Por meio de nota, a Secretaria de Segurança Pública do Distrito Federal disse que a falta de prisões teria sido uma estratégica para a “redução dos danos e para evitar uma escalada ainda maior dos ânimos”. Também afirmou que os atos “estão sendo apurados pela Polícia Civil do Distrito Federal e os participantes, uma vez identificados, serão responsabilizados”.

“Se fosse qualquer outro tipo de manifestação, a gente teria a polícia sendo mais enérgica e certamente uma quantidade grande de prisões sendo feitas.
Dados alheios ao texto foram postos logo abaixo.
//! Objetivos de ajuste y su origen de datos de referencia.
use serde::{Deserialize, Serialize};
use serde_json::Value;
use std::collections::BTreeMap;

use crate::qc::QcRecord;

#[derive(Debug, Clone, Copy, PartialEq, Eq, Hash, Serialize, Deserialize)]
#[serde(rename_all = "kebab-case")]
pub enum TargetKind {
    TorsionProfile,
    AbInitio,
    Vibration,
    OptGeo,
}

/// Especificación del cálculo QC que genera datos de referencia.
#[derive(Debug, Clone, PartialEq, Eq, Hash, Serialize, Deserialize)]
pub struct QcSpec {
    pub program: String,
    pub method: String,
    #[serde(default)]
    pub basis: Option<String>,
}

/// Datos de referencia de un target: o bien una especificación a calcular
/// (bespoke) o bien registros ya disponibles.
#[derive(Debug, Clone, PartialEq, Serialize, Deserialize)]
#[serde(tag = "kind", rename_all = "kebab-case")]
pub enum ReferenceData {
    Bespoke { spec: QcSpec },
    Existing { records: Vec<QcRecord> },
}

#[derive(Debug, Clone, PartialEq, Serialize, Deserialize)]
pub struct TargetSchema {
    #[serde(rename = "type")]
    pub kind: TargetKind,
    #[serde(default = "default_weight")]
    pub weight: f64,
    pub reference_data: ReferenceData,
    #[serde(default)]
    pub extras: BTreeMap<String, Value>,
}

fn default_weight() -> f64 {
    1.0
}

impl TargetSchema {
    pub fn is_bespoke(&self) -> bool {
        matches!(self.reference_data, ReferenceData::Bespoke { .. })
    }

    pub fn bespoke_spec(&self) -> Option<&QcSpec> {
        match &self.reference_data {
            ReferenceData::Bespoke { spec } => Some(spec),
            ReferenceData::Existing { .. } => None,
        }
    }
}
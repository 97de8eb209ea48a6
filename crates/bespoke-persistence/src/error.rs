//! Errores de persistencia.
//! Mapea errores de Diesel / pool a variantes semánticas.

use bespoke_core::StoreError;
use diesel::result::{DatabaseErrorKind, Error as DieselError};
use thiserror::Error;

#[derive(Debug, Error)]
pub enum PersistenceError {
    #[error("unique violation: {0}")]
    UniqueViolation(String),
    #[error("not found")]
    NotFound,
    #[error("serialization conflict (retryable)")]
    SerializationConflict,
    #[error("transient IO / connection pool error: {0}")]
    TransientIo(String),
    #[error("configuration error: {0}")]
    Config(String),
    #[error("unknown database error: {0}")]
    Unknown(String),
}

impl From<DieselError> for PersistenceError {
    fn from(err: DieselError) -> Self {
        match err {
            DieselError::NotFound => Self::NotFound,
            DieselError::DatabaseError(kind, info) => match kind {
                DatabaseErrorKind::UniqueViolation => Self::UniqueViolation(info.message().to_string()),
                DatabaseErrorKind::SerializationFailure => Self::SerializationConflict,
                DatabaseErrorKind::ClosedConnection => Self::TransientIo(info.message().to_string()),
                other => Self::Unknown(format!("db error kind {:?}: {}", other, info.message())),
            },
            DieselError::BrokenTransactionManager => Self::TransientIo("broken transaction manager".into()),
            other => Self::Unknown(format!("diesel error: {other}")),
        }
    }
}

impl From<PersistenceError> for StoreError {
    fn from(err: PersistenceError) -> Self {
        StoreError::Backend(err.to_string())
    }
}
use async_trait::async_trait;
use bespoke_core::{JobHandle, JobReport, TransportError, WorkerClient, WorkerFamily};
use log::debug;
use reqwest::Client;
use serde_json::Value;

use crate::http::{build_client, decode, join, send_error};

/// `WorkerClient` sobre HTTP: `{base}{prefix}/{family}[/{id}]`.
#[derive(Clone)]
pub struct HttpWorkerClient {
    client: Client,
    root: String,
}

impl HttpWorkerClient {
    pub fn new(base_url: &str, prefix: &str) -> Result<Self, TransportError> {
        Ok(Self { client: build_client()?,
                  root: join(base_url, prefix) })
    }

    fn family_url(&self, family: WorkerFamily) -> String {
        format!("{}/{}", self.root, family.segment())
    }
}

#[async_trait]
impl WorkerClient for HttpWorkerClient {
    async fn submit(&self, family: WorkerFamily, body: &Value) -> Result<JobHandle, TransportError> {
        let url = self.family_url(family);
        debug!("POST {}", url);
        let response = self.client.post(&url).json(body).send().await.map_err(send_error)?;
        decode(response).await
    }

    async fn report(&self, family: WorkerFamily, id: &str) -> Result<JobReport, TransportError> {
        let url = format!("{}/{}", self.family_url(family), id);
        let response = self.client.get(&url).send().await.map_err(send_error)?;
        decode(response).await
    }

    async fn report_many(&self, family: WorkerFamily, ids: &[String]) -> Result<Vec<JobReport>, TransportError> {
        let query: Vec<(&str, &str)> = ids.iter().map(|id| ("ids", id.as_str())).collect();
        let response = self.client
                           .get(self.family_url(family))
                           .query(&query)
                           .send()
                           .await
                           .map_err(send_error)?;
        decode(response).await
    }
}
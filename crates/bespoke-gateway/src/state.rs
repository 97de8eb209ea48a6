use bespoke_core::{TaskRepository, WorkerServices};
use std::sync::Arc;

#[derive(Clone)]
pub struct CoordinatorState {
    pub repo: TaskRepository,
    /// Prefijo de rutas, usado para construir los enlaces `self`.
    pub prefix: String,
}

#[derive(Clone)]
pub struct WorkerState {
    pub services: Arc<WorkerServices>,
}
A gente não está falando somente de uma manifestação, estamos falando de atos muito graves de vandalismo e, inclusive, há a possibilidade de que isso se enquadre até na legislação de terrorismo”, disse à BBC Brasil a consultora sênior do Fórum Brasileiro de Segurança Pública, Isabel Figueiredo. 

“O mínimo que se espera do sistema de segurança do DF é que muito rapidamente prisões sejam realizadas agora. Que seja uma investigação célere. Há material farto de provas nos vídeos (que registraram os atos de vandalismo), não é difícil identificar essas pessoas, e essas pessoas têm que responder”, defendeu.

Na falta de reação por parte do presidente da República e do atual ministro da Justiça, o futuro responsável pela pasta, Flávio Dino, destacou que a partir de 1º de janeiro, quando assume o novo governo, as medidas cabíveis serão tomadas. 

À GloboNews, Dino destacou: “De um lado, temos a redução do tamanho desses grupos, ou seja, são grupos cada vez menores, porém, infelizmente, cada vez mais extremistas. Então, claro que a resposta do Estado, aí inclusos o aparato policial e o poder judiciário, tem de ser cada vez mais proporcional, mais firme, para garantir que esses grupos de arruaça política, de baderna, de terrorismo, de violação do Estado democrático de direito, sejam enquadrados naquilo que a lei manda. Estamos fazendo isso no limite da nossa atribuição e faremos intensamente a partir do dia 1º de janeiro”. 

O novo ministro disse ainda que “não haverá nenhuma anistia mágica no dia 1º de janeiro, tampouco haverá prescrição daqui para lá. Então, todos os crimes, os ilícitos, os atos, serão objeto de análise”. Dino afirmou ainda não haver dúvida de que “independentemente do que vai acontecer daqui até o dia 31 de dezembro no que se refere à atual equipe, a próxima vai adotar todas as medidas para garantir que a lei seja efetivamente cumprida, a ordem pública restabelecida e, ao mesmo tempo, sejam investigados esses fatos lamentáveis, hediondos e inaceitáveis que estão acontecendo”. 

No dia seguinte aos atos, o senador Randolfe Rodrigues (Rede-AP), líder da Oposição na Casa, pediu ao ministro Alexandre de Moraes, do Supremo Tribunal Federal (STF), que as manifestações terroristas sejam investigadas no âmbito do inquérito das milícias digitais. O parlamentar apontou haver uma “escalada antidemocrática”, classificou como “sem precedentes” os atos violentos de segunda-feira e pediu “punição exemplar dos envolvidos, inclusive daqueles que os financiaram e dos que os apoiaram ou incentivaram politicamente”.